**** Provided records
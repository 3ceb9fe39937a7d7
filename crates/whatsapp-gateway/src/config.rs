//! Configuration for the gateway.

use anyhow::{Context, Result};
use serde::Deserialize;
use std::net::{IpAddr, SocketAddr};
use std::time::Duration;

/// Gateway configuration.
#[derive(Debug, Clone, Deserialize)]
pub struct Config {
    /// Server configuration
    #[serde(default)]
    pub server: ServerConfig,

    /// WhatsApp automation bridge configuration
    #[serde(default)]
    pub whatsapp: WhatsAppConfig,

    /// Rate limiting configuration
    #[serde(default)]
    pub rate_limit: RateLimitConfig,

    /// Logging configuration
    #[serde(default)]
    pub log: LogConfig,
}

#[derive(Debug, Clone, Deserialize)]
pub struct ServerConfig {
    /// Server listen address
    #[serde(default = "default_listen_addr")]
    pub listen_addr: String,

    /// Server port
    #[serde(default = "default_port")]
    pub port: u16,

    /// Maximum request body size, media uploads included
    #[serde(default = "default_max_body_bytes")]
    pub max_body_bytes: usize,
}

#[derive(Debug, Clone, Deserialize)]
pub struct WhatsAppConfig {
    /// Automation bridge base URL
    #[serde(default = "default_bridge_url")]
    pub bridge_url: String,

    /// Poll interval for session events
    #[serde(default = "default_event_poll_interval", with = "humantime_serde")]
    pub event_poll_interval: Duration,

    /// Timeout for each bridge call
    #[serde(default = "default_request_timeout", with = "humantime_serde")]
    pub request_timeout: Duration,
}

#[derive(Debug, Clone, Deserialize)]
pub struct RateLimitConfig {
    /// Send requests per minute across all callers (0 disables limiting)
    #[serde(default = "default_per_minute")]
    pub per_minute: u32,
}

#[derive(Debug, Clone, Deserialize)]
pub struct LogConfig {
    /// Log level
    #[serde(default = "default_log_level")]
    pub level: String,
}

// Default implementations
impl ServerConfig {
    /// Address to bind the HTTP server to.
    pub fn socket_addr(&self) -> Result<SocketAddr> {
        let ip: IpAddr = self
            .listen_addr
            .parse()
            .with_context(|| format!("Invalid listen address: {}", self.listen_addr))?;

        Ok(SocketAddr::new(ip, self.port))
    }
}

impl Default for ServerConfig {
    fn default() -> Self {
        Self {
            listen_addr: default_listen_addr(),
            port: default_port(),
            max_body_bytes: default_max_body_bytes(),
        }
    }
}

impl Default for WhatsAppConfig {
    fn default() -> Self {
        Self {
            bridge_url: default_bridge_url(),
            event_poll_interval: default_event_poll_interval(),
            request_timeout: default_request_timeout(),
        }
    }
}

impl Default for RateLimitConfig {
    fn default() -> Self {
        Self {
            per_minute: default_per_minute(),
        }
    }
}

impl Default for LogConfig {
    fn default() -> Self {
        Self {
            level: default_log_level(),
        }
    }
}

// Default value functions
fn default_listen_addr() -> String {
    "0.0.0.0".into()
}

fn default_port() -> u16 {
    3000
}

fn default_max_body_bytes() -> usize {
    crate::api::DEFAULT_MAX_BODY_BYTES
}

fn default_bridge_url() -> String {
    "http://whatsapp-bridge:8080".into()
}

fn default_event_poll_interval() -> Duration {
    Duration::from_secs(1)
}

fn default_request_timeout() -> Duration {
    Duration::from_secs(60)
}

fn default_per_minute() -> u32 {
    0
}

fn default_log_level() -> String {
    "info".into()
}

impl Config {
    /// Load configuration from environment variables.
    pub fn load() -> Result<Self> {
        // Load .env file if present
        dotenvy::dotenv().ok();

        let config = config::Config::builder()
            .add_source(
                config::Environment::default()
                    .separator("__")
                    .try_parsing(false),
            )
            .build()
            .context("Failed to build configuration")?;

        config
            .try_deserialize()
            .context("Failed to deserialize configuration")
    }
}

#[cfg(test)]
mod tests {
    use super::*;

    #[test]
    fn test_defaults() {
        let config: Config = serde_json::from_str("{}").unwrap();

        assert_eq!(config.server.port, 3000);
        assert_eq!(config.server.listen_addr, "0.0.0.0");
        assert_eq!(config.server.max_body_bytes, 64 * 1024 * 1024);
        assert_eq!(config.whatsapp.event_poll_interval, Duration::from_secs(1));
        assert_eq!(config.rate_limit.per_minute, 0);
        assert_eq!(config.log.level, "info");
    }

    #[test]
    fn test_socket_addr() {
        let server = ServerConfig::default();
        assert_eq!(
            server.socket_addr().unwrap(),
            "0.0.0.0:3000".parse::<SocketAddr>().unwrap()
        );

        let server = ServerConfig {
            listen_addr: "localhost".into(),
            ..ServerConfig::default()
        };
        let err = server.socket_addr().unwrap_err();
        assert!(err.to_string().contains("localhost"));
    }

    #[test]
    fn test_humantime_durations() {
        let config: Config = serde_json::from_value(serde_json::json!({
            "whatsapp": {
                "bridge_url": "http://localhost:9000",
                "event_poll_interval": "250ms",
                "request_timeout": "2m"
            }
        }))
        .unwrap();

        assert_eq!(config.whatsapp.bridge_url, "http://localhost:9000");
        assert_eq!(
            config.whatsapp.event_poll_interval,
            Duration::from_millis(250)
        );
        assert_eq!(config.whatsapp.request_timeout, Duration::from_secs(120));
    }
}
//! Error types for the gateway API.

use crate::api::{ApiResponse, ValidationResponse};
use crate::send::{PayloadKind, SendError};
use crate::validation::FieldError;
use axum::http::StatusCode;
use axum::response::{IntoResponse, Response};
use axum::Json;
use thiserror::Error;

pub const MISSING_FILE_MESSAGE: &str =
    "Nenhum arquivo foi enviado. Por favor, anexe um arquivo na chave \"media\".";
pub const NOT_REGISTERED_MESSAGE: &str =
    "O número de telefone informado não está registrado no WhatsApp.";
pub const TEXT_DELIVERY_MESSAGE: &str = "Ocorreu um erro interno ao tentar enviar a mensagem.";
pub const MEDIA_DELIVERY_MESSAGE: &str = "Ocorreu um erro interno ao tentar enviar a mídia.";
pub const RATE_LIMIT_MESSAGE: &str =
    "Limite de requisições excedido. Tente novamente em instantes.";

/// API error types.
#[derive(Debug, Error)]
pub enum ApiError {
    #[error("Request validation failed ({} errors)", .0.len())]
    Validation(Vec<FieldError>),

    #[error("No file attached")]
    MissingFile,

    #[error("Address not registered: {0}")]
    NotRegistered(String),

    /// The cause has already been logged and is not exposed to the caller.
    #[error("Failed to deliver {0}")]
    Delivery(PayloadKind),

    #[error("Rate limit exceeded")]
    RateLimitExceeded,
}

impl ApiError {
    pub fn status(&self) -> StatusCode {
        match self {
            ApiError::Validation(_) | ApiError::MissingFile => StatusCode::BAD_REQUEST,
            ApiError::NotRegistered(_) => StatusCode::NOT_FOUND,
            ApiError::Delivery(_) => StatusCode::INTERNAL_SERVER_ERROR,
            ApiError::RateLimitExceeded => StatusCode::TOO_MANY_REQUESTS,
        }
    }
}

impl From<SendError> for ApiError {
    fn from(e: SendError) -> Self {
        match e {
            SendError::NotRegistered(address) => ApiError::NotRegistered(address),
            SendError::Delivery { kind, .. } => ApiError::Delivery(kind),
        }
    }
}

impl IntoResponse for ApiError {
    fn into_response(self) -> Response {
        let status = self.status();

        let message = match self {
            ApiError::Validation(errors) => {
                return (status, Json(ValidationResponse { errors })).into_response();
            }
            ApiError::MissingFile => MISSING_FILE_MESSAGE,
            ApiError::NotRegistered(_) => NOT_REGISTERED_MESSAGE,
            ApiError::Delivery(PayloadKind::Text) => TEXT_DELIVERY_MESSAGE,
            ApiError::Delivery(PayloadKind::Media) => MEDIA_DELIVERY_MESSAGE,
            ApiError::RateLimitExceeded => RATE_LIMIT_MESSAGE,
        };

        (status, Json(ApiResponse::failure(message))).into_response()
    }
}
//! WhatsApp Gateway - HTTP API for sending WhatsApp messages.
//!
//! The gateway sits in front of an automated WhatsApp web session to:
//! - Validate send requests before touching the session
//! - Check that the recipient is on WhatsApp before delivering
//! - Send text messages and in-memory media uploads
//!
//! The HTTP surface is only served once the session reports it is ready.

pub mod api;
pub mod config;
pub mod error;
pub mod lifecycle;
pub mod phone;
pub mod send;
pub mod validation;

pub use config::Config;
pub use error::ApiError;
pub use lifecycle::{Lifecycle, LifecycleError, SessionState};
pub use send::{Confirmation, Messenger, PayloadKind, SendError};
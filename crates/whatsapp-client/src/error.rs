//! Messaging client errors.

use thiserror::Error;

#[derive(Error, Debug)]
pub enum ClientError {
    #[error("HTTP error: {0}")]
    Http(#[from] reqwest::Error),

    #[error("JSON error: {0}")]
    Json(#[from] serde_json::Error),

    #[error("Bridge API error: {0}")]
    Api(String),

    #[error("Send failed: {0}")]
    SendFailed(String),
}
********
### How to complete this task
The expected answer is every line in the data above that carries the string "SocketAddr".

### Reply
use std::net::{IpAddr, SocketAddr};
    pub fn socket_addr(&self) -> Result<SocketAddr> {
        Ok(SocketAddr::new(ip, self.port))
            "0.0.0.0:3000".parse::<SocketAddr>().unwrap()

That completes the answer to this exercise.